# 2nd post and 2nd Kahr



## xaircav (Feb 1, 2010)

After a bad experience with a CW .40 I took a chance on a CW 9 due to the volume of positive comments I read here and other sites. The first 100 rounds were malfunction free and the post range clean up revealed no peening or fragments. I'm very pleased and have ordered an IWB holster, SS guide rod and 2nd mag from Kahr.


----------



## recoilguy (Apr 30, 2009)

xaircav said:


> After a bad experience with a CW .40 I took a chance on a CW 9 due to the volume of positive comments I read here and other sites. The first 100 rounds were malfunction free and the post range clean up revealed no peening or fragments. I'm very pleased and have ordered an IWB holster, SS guide rod and 2nd mag from Kahr.


Nice!!!!

Good Luck The CW 9 is, in my experiance, a very fine weapon.

RCG


----------



## xaircav (Feb 1, 2010)

Took the CW9 to the range today for the 2nd half of the 200 round break in.

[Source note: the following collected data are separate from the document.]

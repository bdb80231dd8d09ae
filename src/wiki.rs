use std::collections::HashSet;
use std::thread;
use std::time::Duration;

use anyhow::{Context, Result, anyhow};
use reqwest::header::ACCEPT;
use serde_json::Value;
use tracing::{info, warn};

use crate::http_client::http_client;

const WIKIDATA_SPARQL_URL: &str = "https://query.wikidata.org/sparql";
const WIKIPEDIA_API_URL: &str = "https://en.wikipedia.org/w/api.php";
const SPARQL_JSON: &str = "application/sparql-results+json";

pub const LEAGUES: &[(&str, &str)] = &[
    ("Q13394", "Ligue 1"),
    ("Q82595", "Bundesliga"),
    ("Q15804", "Serie A"),
    ("Q324867", "La Liga"),
    ("Q9448", "Premier League"),
];

const LEAGUE_PAUSE: Duration = Duration::from_secs(2);

#[derive(Debug, Clone, PartialEq, Eq)]
pub struct LeaguePlayer {
    pub qid: String,
    pub name: String,
    pub wikipedia_title: String,
}

#[derive(Debug, Clone, PartialEq, Eq)]
pub struct Citizenship {
    pub country_qid: String,
    pub label: String,
}

/// Where the scraper gets players and their biography wikitext.
pub trait PlayerSource {
    fn league_players(&self, limit_per_league: usize) -> Result<Vec<LeaguePlayer>>;
    fn wikitext(&self, title: &str) -> Result<Option<String>>;
}

/// Country-of-citizenship lookups for the nationality backfill.
pub trait CitizenshipSource {
    fn by_qid(&self, qid: &str) -> Result<Option<Citizenship>>;
    fn by_name(&self, name: &str) -> Result<Option<Citizenship>>;
}

/// Live Wikidata + Wikipedia access over the shared blocking client.
#[derive(Debug, Clone, Default)]
pub struct WikiClient;

impl WikiClient {
    pub fn new() -> Self {
        Self
    }
}

impl PlayerSource for WikiClient {
    fn league_players(&self, limit_per_league: usize) -> Result<Vec<LeaguePlayer>> {
        fetch_all_league_players(limit_per_league)
    }

    fn wikitext(&self, title: &str) -> Result<Option<String>> {
        fetch_wikitext(title)
    }
}

impl CitizenshipSource for WikiClient {
    fn by_qid(&self, qid: &str) -> Result<Option<Citizenship>> {
        fetch_citizenship(qid)
    }

    fn by_name(&self, name: &str) -> Result<Option<Citizenship>> {
        fetch_citizenship_by_name(name)
    }
}

pub fn league_name(qid: &str) -> &str {
    LEAGUES
        .iter()
        .find(|(id, _)| *id == qid)
        .map(|(_, name)| *name)
        .unwrap_or(qid)
}

pub fn league_players_query(league_qid: &str, limit: usize) -> String {
    format!(
        r#"SELECT DISTINCT ?player ?playerLabel ?article WHERE {{
  ?player wdt:P106 wd:Q937857 .
  ?player wdt:P118 wd:{league_qid} .
  ?article schema:about ?player ;
           schema:isPartOf <https://en.wikipedia.org/> .
  SERVICE wikibase:label {{ bd:serviceParam wikibase:language "en". }}
}}
LIMIT {limit}"#
    )
}

pub fn citizenship_query(player_qid: &str) -> String {
    format!(
        r#"SELECT ?country ?countryLabel WHERE {{
  wd:{player_qid} wdt:P27 ?country .
  SERVICE wikibase:label {{ bd:serviceParam wikibase:language "en". }}
}}
LIMIT 1"#
    )
}

pub fn citizenship_by_name_query(player_name: &str) -> String {
    let name = sparql_escape(player_name);
    format!(
        r#"SELECT ?player ?country ?countryLabel WHERE {{
  ?player wdt:P106 wd:Q937857 .
  ?player rdfs:label "{name}"@en .
  ?player wdt:P27 ?country .
  SERVICE wikibase:label {{ bd:serviceParam wikibase:language "en". }}
}}
LIMIT 1"#
    )
}

fn sparql_escape(raw: &str) -> String {
    raw.replace('\\', "\\\\").replace('"', "\\\"")
}

fn run_sparql(query: &str) -> Result<String> {
    let client = http_client()?;
    let url = format!("{WIKIDATA_SPARQL_URL}?query={}", urlencoding::encode(query));
    let resp = client
        .get(&url)
        .header(ACCEPT, SPARQL_JSON)
        .send()
        .context("wikidata request failed")?;
    let status = resp.status();
    let body = resp.text().context("failed reading wikidata body")?;
    if !status.is_success() {
        return Err(anyhow!("wikidata http {status}: {body}"));
    }
    Ok(body)
}

pub fn fetch_league_players(league_qid: &str, limit: usize) -> Result<Vec<LeaguePlayer>> {
    let body = run_sparql(&league_players_query(league_qid, limit))?;
    let players = parse_league_players_json(&body)?;
    info!(
        "Wikidata: found {} players for {}",
        players.len(),
        league_name(league_qid)
    );
    Ok(players)
}

/// Players across all configured leagues, first sighting wins per QID. A league
/// that fails is logged and skipped.
pub fn fetch_all_league_players(limit_per_league: usize) -> Result<Vec<LeaguePlayer>> {
    let mut seen = HashSet::new();
    let mut out = Vec::new();
    for (idx, (qid, name)) in LEAGUES.iter().enumerate() {
        if idx > 0 {
            thread::sleep(LEAGUE_PAUSE);
        }
        info!("Fetching {name} players...");
        match fetch_league_players(qid, limit_per_league) {
            Ok(players) => {
                for player in players {
                    if seen.insert(player.qid.clone()) {
                        out.push(player);
                    }
                }
            }
            Err(err) => warn!("Wikidata query failed for {name}: {err:#}"),
        }
    }
    info!("Total unique players: {}", out.len());
    Ok(out)
}

pub fn fetch_wikitext(title: &str) -> Result<Option<String>> {
    let client = http_client()?;
    let url = format!(
        "{WIKIPEDIA_API_URL}?action=query&titles={}&prop=revisions&rvprop=content&format=json&formatversion=2",
        urlencoding::encode(title)
    );
    let resp = client
        .get(&url)
        .send()
        .with_context(|| format!("wikipedia request failed for {title}"))?;
    let status = resp.status();
    let body = resp.text().context("failed reading wikipedia body")?;
    if !status.is_success() {
        return Err(anyhow!("wikipedia http {status} for {title}"));
    }
    parse_wikitext_json(&body)
}

pub fn fetch_citizenship(player_qid: &str) -> Result<Option<Citizenship>> {
    if player_qid.trim().is_empty() {
        return Ok(None);
    }
    let body = run_sparql(&citizenship_query(player_qid))?;
    parse_citizenship_json(&body)
}

pub fn fetch_citizenship_by_name(player_name: &str) -> Result<Option<Citizenship>> {
    let body = run_sparql(&citizenship_by_name_query(player_name))?;
    parse_citizenship_json(&body)
}

fn bindings(root: &Value) -> &[Value] {
    root.get("results")
        .and_then(|r| r.get("bindings"))
        .and_then(Value::as_array)
        .map(Vec::as_slice)
        .unwrap_or(&[])
}

fn binding_value<'a>(binding: &'a Value, key: &str) -> Option<&'a str> {
    binding
        .get(key)
        .and_then(|v| v.get("value"))
        .and_then(Value::as_str)
}

fn last_path_segment(uri: &str) -> &str {
    uri.rsplit('/').next().unwrap_or(uri)
}

pub fn parse_league_players_json(raw: &str) -> Result<Vec<LeaguePlayer>> {
    let trimmed = raw.trim();
    if trimmed.is_empty() || trimmed == "null" {
        return Ok(Vec::new());
    }
    let root: Value = serde_json::from_str(trimmed).context("invalid sparql json")?;
    let mut out = Vec::new();
    for binding in bindings(&root) {
        let Some(player_uri) = binding_value(binding, "player") else {
            continue;
        };
        let name = binding_value(binding, "playerLabel").unwrap_or_default();
        let article = binding_value(binding, "article").unwrap_or_default();
        let title = article
            .split_once("/wiki/")
            .map(|(_, t)| t)
            .unwrap_or_default();
        if name.is_empty() || title.is_empty() {
            continue;
        }
        out.push(LeaguePlayer {
            qid: last_path_segment(player_uri).to_string(),
            name: name.to_string(),
            wikipedia_title: title.to_string(),
        });
    }
    Ok(out)
}

/// Content of the latest revision from a `formatversion=2` query response.
pub fn parse_wikitext_json(raw: &str) -> Result<Option<String>> {
    let root: Value = serde_json::from_str(raw.trim()).context("invalid wikipedia json")?;
    let content = root
        .get("query")
        .and_then(|q| q.get("pages"))
        .and_then(Value::as_array)
        .and_then(|pages| pages.first())
        .and_then(|page| page.get("revisions"))
        .and_then(Value::as_array)
        .and_then(|revs| revs.first())
        .and_then(|rev| rev.get("content"))
        .and_then(Value::as_str);
    Ok(content.map(str::to_string))
}

pub fn parse_citizenship_json(raw: &str) -> Result<Option<Citizenship>> {
    let root: Value = serde_json::from_str(raw.trim()).context("invalid sparql json")?;
    let Some(first) = bindings(&root).first() else {
        return Ok(None);
    };
    let Some(country_uri) = binding_value(first, "country") else {
        return Ok(None);
    };
    Ok(Some(Citizenship {
        country_qid: last_path_segment(country_uri).to_string(),
        label: binding_value(first, "countryLabel")
            .unwrap_or_default()
            .to_string(),
    }))
}
//! Topology repair: sew coincident boundaries, split shells into connected
//! parts, orient them.
//!
//! The `Stitcher` runs the three passes in that order, gated by the
//! stitching technique. With `StitchingTechnique::None` it leaves the
//! model untouched.

pub mod sew;
pub mod shells;

pub use shells::OrientOutcome;

use crate::config::{ImportParameters, StitchOptions, StitchingTechnique};
use crate::session::Tolerance;
use crate::topo::*;
use std::collections::{HashMap, VecDeque};
use tracing::{debug, info, warn};

/// What a stitching run did.
#[derive(Clone, Copy, Debug, Default, PartialEq, Eq)]
pub struct StitchReport {
    pub sewn_edges: usize,
    /// Pairs linked only by the widened tolerance pass.
    pub forced_edges: usize,
    pub removed_thin_faces: usize,
    pub removed_duplicated_faces: usize,
    /// Bodies absorbed into another body by sewing.
    pub merged_bodies: usize,
    pub created_shells: usize,
    pub flipped_faces: usize,
    /// Free edges left after sewing.
    pub open_edges: usize,
}

impl StitchReport {
    /// True when no free boundary is left.
    pub fn closed(&self) -> bool {
        self.open_edges == 0
    }
}

#[derive(Clone, Debug)]
pub struct Stitcher {
    pub technique: StitchingTechnique,
    pub options: StitchOptions,
    /// Sewing tolerance (mm).
    pub tolerance: f64,
    /// Edges shorter than this are never sewn (mm).
    pub edge_length: f64,
    pub force_factor: f64,
}

impl Stitcher {
    pub fn new(technique: StitchingTechnique, tolerance: Tolerance) -> Self {
        Self {
            technique,
            options: StitchOptions::default(),
            tolerance: tolerance.stitching,
            edge_length: tolerance.edge_length(),
            force_factor: 5.0,
        }
    }

    pub fn from_parameters(params: &ImportParameters, tolerance: Tolerance) -> Self {
        Self {
            options: params.stitch_options,
            force_factor: params.stitching_force_factor,
            ..Self::new(params.stitching_technique, tolerance)
        }
    }

    pub fn with_options(mut self, options: StitchOptions) -> Self {
        self.options = options;
        self
    }

    pub fn with_force_factor(mut self, force_factor: f64) -> Self {
        self.force_factor = force_factor;
        self
    }

    /// Sew, split into connected shells and orient, per the technique.
    pub fn run(&self, model: &mut Model) -> StitchReport {
        if self.technique == StitchingTechnique::None {
            debug!("stitching disabled, face orientation stays provisional");
            return StitchReport {
                open_edges: sew::open_edge_count(model),
                ..StitchReport::default()
            };
        }

        let mut report = self.sew(model);
        report.created_shells = self.split_into_connected_shells(model);
        let outcome = self.orient_shells(model);
        report.flipped_faces = outcome.flipped;

        info!(
            sewn = report.sewn_edges,
            forced = report.forced_edges,
            open = report.open_edges,
            merged_bodies = report.merged_bodies,
            new_shells = report.created_shells,
            flipped = report.flipped_faces,
            "stitching done"
        );
        report
    }

    /// Link coincident free edges and gather connected faces into common
    /// shells. `Heal` only sews within a body, `Sew` across the model.
    /// Pairs are matched end to end, so T-junctions stay open.
    pub fn sew(&self, model: &mut Model) -> StitchReport {
        let mut report = StitchReport::default();
        if self.technique == StitchingTechnique::None {
            report.open_edges = sew::open_edge_count(model);
            return report;
        }
        if self.options.contains(StitchOptions::REMOVE_THIN_FACES) {
            report.removed_thin_faces = sew::remove_thin_faces(model, self.tolerance);
        }
        if self.options.contains(StitchOptions::REMOVE_DUPLICATED_FACES) {
            report.removed_duplicated_faces = sew::remove_duplicated_faces(model, self.tolerance);
        }

        let per_body = self.technique == StitchingTechnique::Heal;
        report.sewn_edges = sew::sew_pass(model, per_body, self.tolerance, self.edge_length);
        if self.options.contains(StitchOptions::FORCE_SEW) && sew::open_edge_count(model) > 0 {
            report.forced_edges = sew::sew_pass(
                model,
                per_body,
                self.tolerance * self.force_factor,
                self.edge_length,
            );
            report.sewn_edges += report.forced_edges;
        }
        report.merged_bodies = sew::merge_connected(model);
        report.open_edges = sew::open_edge_count(model);
        if report.open_edges > 0 {
            warn!(open_edges = report.open_edges, "sewing left open boundaries");
        }
        report
    }

    pub fn split_into_connected_shells(&self, model: &mut Model) -> usize {
        shells::split_into_connected_shells(model)
    }

    pub fn orient_shells(&self, model: &mut Model) -> OrientOutcome {
        shells::orient_shells(model)
    }
}

/// Label `faces` by connected component through twin edges. Neighbours
/// outside `faces` are ignored. Labels start at 0 and follow first
/// appearance.
pub(crate) fn components(model: &Model, faces: &[FaceId]) -> Vec<usize> {
    let index: HashMap<FaceId, usize> = faces.iter().enumerate().map(|(i, &f)| (f, i)).collect();
    let mut labels = vec![usize::MAX; faces.len()];
    let mut next = 0;
    for start in 0..faces.len() {
        if labels[start] != usize::MAX {
            continue;
        }
        labels[start] = next;
        let mut queue = VecDeque::from([start]);
        while let Some(i) = queue.pop_front() {
            for oe in model.face_edges(faces[i]) {
                let neighbour = model
                    .edge(oe.edge)
                    .twin
                    .and_then(|twin| model.edge_face(twin))
                    .and_then(|face| index.get(&face));
                if let Some(&j) = neighbour {
                    if labels[j] == usize::MAX {
                        labels[j] = next;
                        queue.push_back(j);
                    }
                }
            }
        }
        next += 1;
    }
    labels
}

Again, no malfunctions. From the Kahr web site I got a DeSantis IWB holster, a SS guide rod and two additional magazines. This is the perfect EDC. Since this worked out so well I've got the hots for a PM45


----------



## Nerostarr (Jul 19, 2009)

I've got a little over 2k rounds out of my cw9 so far and it shoots great. I had 1 broken follower during the break-in period, kahr send me a new follower free and it has been good ever since. Do you notice any difference with the SS guide rod? I need to get one as mine looks very ruff, but it doesn't seem to affect performance. I'm also searching for fibre optic sights.


----------